Se soigner à l’étranger est une démarche qui séduit de plus en plus de Français. Ainsi, depuis une dizaine d’années, ce qu’on appelle désormais le « tourisme dentaire » est en forte croissance. Selon les données du Centre national des soins à l’étranger (CNSE), le nombre de dossiers de prise en charge de soins dentaires réalisés en Europe progresse chaque année de plus de 15 %, avec plus de 30 000 patients traités par an.
En cause : les prix pratiqués en France pour certaines interventions (implants dentaires, couronnes, bridges, facettes dentaires, blanchiment, chirurgie…).
Selon le ministère de la Santé, en moyenne en 2021, 45 % des actes prothétiques dentaires ont été réalisés avec un reste à charge pour le patient. « Le tourisme dentaire s’inscrit avant tout dans une démarche financière pour réaliser des soins complexes à prix avantageux », souligne le Dr Alain Vallory, secrétaire général des chirurgiens-dentistes de France, syndicat qui regroupe près de 10 000 praticiens.
« On ne se déplace pas à l’étranger pour soigner une carie, faire un détartrage ou poser une couronne unitaire. Mais bien pour un plan de traitement complexe, assez lourd, ce qui est d’autant plus risqué, notamment en l’absence de suivi. »
En France, 95 % du tourisme dentaire concerne des pays membres de l’Union Européenne, qui misent sur la proximité géographique. En tête des destinations : la Hongrie, leader incontesté, l’Espagne, le Portugal, l’Italie et l’Allemagne.
Dans ces pays, les économies sont parfois substantielles. À Budapest par exemple, comptez en moyenne 220 € pour une couronne céramo-métallique (contre 650 euros en moyenne en France) et 600 euros en moyenne pour un implant unitaire, contre 1 200 euros dans l’hexagone, selon Eurodentaire, plateforme de réservation et d’organisation de soins dentaires notamment en Hongrie.
De nombreuses agences spécialisées dans le tourisme dentaire ont vu le jour et proposent aux patients un accompagnement complet : de l’organisation du voyage à l’intervention. « Les patients sont interpellés par un prospectus ou un démarchage quelconque pour aller faire des soins à l’étranger et souvent en un laps de temps très court (en une semaine, tout doit être fait). Ce qui peut poser des problèmes au niveau de la cicatrisation des tissus », poursuit le Dr Alain Vallory.

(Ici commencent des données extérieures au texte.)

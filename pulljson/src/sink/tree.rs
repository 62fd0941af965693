//! Tree-builder sink backend: assembles a [`Value`] from a sequence of sink events.

use indexmap::IndexMap;

use crate::sink::{JsonSink, SinkError, SinkResult};
use crate::value::{Number, Value};

enum Frame {
    Array(Vec<Value>),
    Object { map: IndexMap<String, Value>, pending_key: Option<String> },
}

/// Builds a [`Value`] tree from sink events. Construct with [`TreeWriter::new`], feed it events
/// (directly or via [`crate::reader::JsonReader::expect_any_value`]), then call
/// [`TreeWriter::into_value`] once the top-level value is complete.
pub struct TreeWriter {
    stack: Vec<Frame>,
    finished: Option<Value>,
}

impl TreeWriter {
    /// Creates an empty tree builder.
    pub fn new() -> Self {
        TreeWriter { stack: Vec::new(), finished: None }
    }

    /// Takes the completed top-level value, or `None` if no value has been fully built yet.
    pub fn into_value(mut self) -> Option<Value> {
        self.finished.take()
    }

    fn emit(&mut self, value: Value) -> SinkResult<()> {
        match self.stack.last_mut() {
            None => {
                self.finished = Some(value);
                Ok(())
            }
            Some(Frame::Array(items)) => {
                items.push(value);
                Ok(())
            }
            Some(Frame::Object { map, pending_key }) => {
                let key = pending_key
                    .take()
                    .ok_or(SinkError::Unsupported("value without a preceding key"))?;
                map.insert(key, value);
                Ok(())
            }
        }
    }
}

impl Default for TreeWriter {
    fn default() -> Self {
        Self::new()
    }
}

impl JsonSink for TreeWriter {
    fn add_null(&mut self) -> SinkResult<()> {
        self.emit(Value::Null)
    }

    fn add_bool(&mut self, value: bool) -> SinkResult<()> {
        self.emit(Value::Bool(value))
    }

    fn add_number(&mut self, value: Number) -> SinkResult<()> {
        self.emit(Value::Number(value))
    }

    fn add_string(&mut self, value: &str) -> SinkResult<()> {
        self.emit(Value::String(value.to_owned()))
    }

    fn start_array(&mut self) -> SinkResult<()> {
        self.stack.push(Frame::Array(Vec::new()));
        Ok(())
    }

    fn end_array(&mut self) -> SinkResult<()> {
        match self.stack.pop() {
            Some(Frame::Array(items)) => self.emit(Value::Array(items)),
            _ => Err(SinkError::Unsupported("end_array without a matching start_array")),
        }
    }

    fn start_object(&mut self) -> SinkResult<()> {
        self.stack.push(Frame::Object { map: IndexMap::new(), pending_key: None });
        Ok(())
    }

    fn add_key(&mut self, key: &str) -> SinkResult<()> {
        match self.stack.last_mut() {
            Some(Frame::Object { pending_key, .. }) => {
                *pending_key = Some(key.to_owned());
                Ok(())
            }
            _ => Err(SinkError::Unsupported("add_key outside an object")),
        }
    }

    fn end_object(&mut self) -> SinkResult<()> {
        match self.stack.pop() {
            Some(Frame::Object { map, .. }) => self.emit(Value::Object(map)),
            _ => Err(SinkError::Unsupported("end_object without a matching start_object")),
        }
    }
}

#[cfg(test)]
mod tests {
    use super::*;

    #[test]
    fn builds_nested_value() {
        let mut w = TreeWriter::new();
        w.start_object().unwrap();
        w.add_key("a").unwrap();
        w.start_array().unwrap();
        w.add_number(Number::Int(1)).unwrap();
        w.add_bool(true).unwrap();
        w.end_array().unwrap();
        w.end_object().unwrap();
        let value = w.into_value().unwrap();
        let Value::Object(map) = value else { panic!("expected object") };
        assert_eq!(map.get("a"), Some(&Value::Array(vec![Value::Number(Number::Int(1)), Value::Bool(true)])));
    }

    #[test]
    fn duplicate_keys_last_wins() {
        let mut w = TreeWriter::new();
        w.start_object().unwrap();
        w.add_key("a").unwrap();
        w.add_number(Number::Int(1)).unwrap();
        w.add_key("a").unwrap();
        w.add_number(Number::Int(2)).unwrap();
        w.end_object().unwrap();
        let Value::Object(map) = w.into_value().unwrap() else { panic!("expected object") };
        assert_eq!(map.len(), 1);
        assert_eq!(map.get("a"), Some(&Value::Number(Number::Int(2))));
    }

    #[test]
    fn scalar_top_level_value() {
        let mut w = TreeWriter::new();
        w.add_string("hi").unwrap();
        assert_eq!(w.into_value(), Some(Value::String("hi".to_owned())));
    }
}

Le risque majeur n’est pas tant la semaine passée sur place que l’absence de suivi et de prise en charge par la suite en France. « Si jamais le patient a des douleurs permanentes, un problème infectieux ou un élément cassé et qu’on est obligé de démonter et de refaire le traitement, il devra assumer les coûts en France. Donc pour une économie de 30 ou 50 % au départ, il se retrouve à payer à nouveau la totalité du traitement en France, en plus de ce qu’il a payé à l’étranger. Cela ne peut pas être au praticien français d’endosser la responsabilité des traitements réalisés par des confrères étrangers ».

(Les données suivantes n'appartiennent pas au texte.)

//! The structural validator: a finite-state machine shared by [`crate::reader::validate`] and
//! [`crate::sink::validate`].
//!
//! Grounded on `scan_json::scan::StructurePosition`, which tracks a very similar set of
//! positions (top / object-begin / object-middle / object-between-kv / array-begin /
//! array-middle) but as an enum threaded through a dispatcher. Here the same information is
//! packed into bit flags per the spec, since both the reader-validator and the sink-validator
//! need to push/pop it on a plain stack independent of any dispatch loop.

use crate::error::StateError;

const HAS_VALUE: u8 = 0b0001;
const PREVENT_VALUE_AFTER: u8 = 0b0010;
const ALLOW_VALUE: u8 = 0b0100;
const INSIDE_COMPOSITE: u8 = 0b1000;

/// The structural validator's state: a flag word plus a stack of parent flag words.
#[derive(Debug, Clone)]
pub struct Structure {
    flags: u8,
    stack: Vec<u8>,
    reusable: bool,
    complete: bool,
}

impl Structure {
    /// A validator accepting exactly one top-level value.
    #[must_use]
    pub fn single() -> Self {
        Structure {
            flags: ALLOW_VALUE | PREVENT_VALUE_AFTER,
            stack: Vec::new(),
            reusable: false,
            complete: false,
        }
    }

    /// A validator that resets after each top-level value and accepts another.
    #[must_use]
    pub fn reusable() -> Self {
        Structure {
            flags: ALLOW_VALUE,
            stack: Vec::new(),
            reusable: true,
            complete: false,
        }
    }

    fn reset_to_initial(&mut self) {
        self.flags = if self.reusable {
            ALLOW_VALUE
        } else {
            ALLOW_VALUE | PREVENT_VALUE_AFTER
        };
    }

    /// True if a value is permitted at the current position.
    #[must_use]
    pub fn allows_value(&self) -> bool {
        self.flags & ALLOW_VALUE != 0
    }

    /// True if an object key is permitted at the current position.
    #[must_use]
    pub fn allows_key(&self) -> bool {
        self.flags & INSIDE_COMPOSITE != 0 && self.flags & ALLOW_VALUE == 0
    }

    /// True if the current position is directly inside an array body.
    #[must_use]
    pub fn is_array(&self) -> bool {
        self.flags & INSIDE_COMPOSITE != 0 && self.flags & PREVENT_VALUE_AFTER == 0
    }

    /// True if the current position is directly inside an object.
    #[must_use]
    pub fn is_object(&self) -> bool {
        self.flags & INSIDE_COMPOSITE != 0 && self.flags & PREVENT_VALUE_AFTER != 0
    }

    /// Nesting depth: number of composites currently entered.
    #[must_use]
    pub fn depth(&self) -> usize {
        self.stack.len()
    }

    /// True once a single-use validator's one top-level value has completed.
    #[must_use]
    pub fn is_complete(&self) -> bool {
        self.complete
    }

    fn check(&self, ok: bool, err: StateError) -> Result<(), StateError> {
        if ok {
            Ok(())
        } else {
            err.log_rejected(self.flags);
            Err(err)
        }
    }

    /// Records that a primitive (or the start of a composite, before `start_array`/`start_object`
    /// push) value is being taken at the current position.
    pub fn value(&mut self) -> Result<(), StateError> {
        if self.complete {
            return Err(StateError::AlreadyComplete);
        }
        self.check(self.allows_value(), StateError::ValueNotAllowed)?;
        self.flags |= HAS_VALUE;
        if self.flags & PREVENT_VALUE_AFTER != 0 {
            self.flags &= !ALLOW_VALUE;
        }
        if self.stack.is_empty() {
            self.complete = true;
            if self.reusable {
                self.complete = false;
                self.reset_to_initial();
            }
        }
        Ok(())
    }

    /// Records that an object key is being taken at the current position.
    pub fn key(&mut self) -> Result<(), StateError> {
        self.check(self.allows_key(), StateError::KeyNotAllowed)?;
        self.flags |= ALLOW_VALUE;
        Ok(())
    }

    /// Enters a new array: validates as a value, then pushes and resets into array-body state.
    pub fn start_array(&mut self) -> Result<(), StateError> {
        if self.complete {
            return Err(StateError::AlreadyComplete);
        }
        self.check(self.allows_value(), StateError::ValueNotAllowed)?;
        self.flags |= HAS_VALUE;
        self.stack.push(self.flags);
        self.flags = ALLOW_VALUE | INSIDE_COMPOSITE;
        Ok(())
    }

    /// Enters a new object: validates as a value, then pushes and resets into object-key state.
    pub fn start_object(&mut self) -> Result<(), StateError> {
        if self.complete {
            return Err(StateError::AlreadyComplete);
        }
        self.check(self.allows_value(), StateError::ValueNotAllowed)?;
        self.flags |= HAS_VALUE;
        self.stack.push(self.flags);
        self.flags = INSIDE_COMPOSITE | PREVENT_VALUE_AFTER;
        Ok(())
    }

    /// Exits the current array.
    pub fn end_array(&mut self) -> Result<(), StateError> {
        self.check(self.is_array(), StateError::NotInArray)?;
        self.pop_and_resume()
    }

    /// Exits the current object. Must be at a key boundary, not mid object-value.
    pub fn end_object(&mut self) -> Result<(), StateError> {
        self.check(
            self.is_object() && self.flags & ALLOW_VALUE == 0,
            StateError::NotAtObjectKeyBoundary,
        )?;
        self.pop_and_resume()
    }

    fn pop_and_resume(&mut self) -> Result<(), StateError> {
        self.flags = self
            .stack
            .pop()
            .expect("depth invariant: pop only after a matching start");
        if self.flags & PREVENT_VALUE_AFTER != 0 {
            self.flags &= !ALLOW_VALUE;
        }
        if self.stack.is_empty() && self.flags & ALLOW_VALUE == 0 {
            self.complete = true;
            if self.reusable {
                self.complete = false;
                self.reset_to_initial();
            }
        }
        Ok(())
    }
}

#[cfg(test)]
mod tests {
    use super::*;

    #[test]
    fn single_top_level_value_then_complete() {
        let mut s = Structure::single();
        assert!(s.allows_value());
        s.value().unwrap();
        assert!(s.is_complete());
        assert!(s.value().is_err());
    }

    #[test]
    fn reusable_accepts_many_top_level_values() {
        let mut s = Structure::reusable();
        s.value().unwrap();
        assert!(!s.is_complete());
        s.value().unwrap();
        assert!(!s.is_complete());
    }

    #[test]
    fn object_roundtrip() {
        let mut s = Structure::single();
        s.start_object().unwrap();
        assert!(s.allows_key());
        assert!(!s.is_array());
        assert!(s.is_object());
        s.key().unwrap();
        s.value().unwrap();
        assert!(s.allows_key());
        s.end_object().unwrap();
        assert!(s.is_complete());
    }

    #[test]
    fn array_roundtrip() {
        let mut s = Structure::single();
        s.start_array().unwrap();
        assert!(s.is_array());
        s.value().unwrap();
        s.value().unwrap();
        s.end_array().unwrap();
        assert!(s.is_complete());
    }

    #[test]
    fn end_object_mid_value_rejected() {
        let mut s = Structure::single();
        s.start_object().unwrap();
        s.key().unwrap();
        // A value is now expected, not end_object.
        assert_eq!(s.end_object(), Err(StateError::NotAtObjectKeyBoundary));
    }

    #[test]
    fn end_array_on_object_rejected() {
        let mut s = Structure::single();
        s.start_object().unwrap();
        assert_eq!(s.end_array(), Err(StateError::NotInArray));
    }

    #[test]
    fn key_outside_composite_rejected() {
        let mut s = Structure::single();
        assert_eq!(s.key(), Err(StateError::KeyNotAllowed));
    }

    #[test]
    fn nested_composite_depth_tracks_stack() {
        let mut s = Structure::single();
        s.start_array().unwrap();
        s.start_object().unwrap();
        assert_eq!(s.depth(), 2);
        s.key().unwrap();
        s.start_array().unwrap();
        assert_eq!(s.depth(), 3);
        s.end_array().unwrap();
        s.end_object().unwrap();
        s.end_array().unwrap();
        assert_eq!(s.depth(), 0);
        assert!(s.is_complete());
    }
}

Que faire en cas de litige ? « À ma connaissance, il n’y a pas de recours sur le sol français pour ce qui s’est passé à l’étranger, soutient le praticien. Le patient doit de son propre fait, et à ses frais, engager une procédure dans le pays en question – aussi compliquée que coûteuse – dans une langue étrangère et à des centaines de kilomètres de chez lui ».
La pratique n’est donc pas sans risque. « Il y a eu de nombreux reportages qui ont mis en avant les dérives et les risques du tourisme dentaire, conclut le Dr Vallory. Je pense qu’avec la mise en place du 100 % santé, les arguments de renoncements aux soins pour des raisons financières en France se sont extrêmement réduits. Aujourd’hui, seuls les patients sans complémentaire santé posent encore problème à ce niveau ».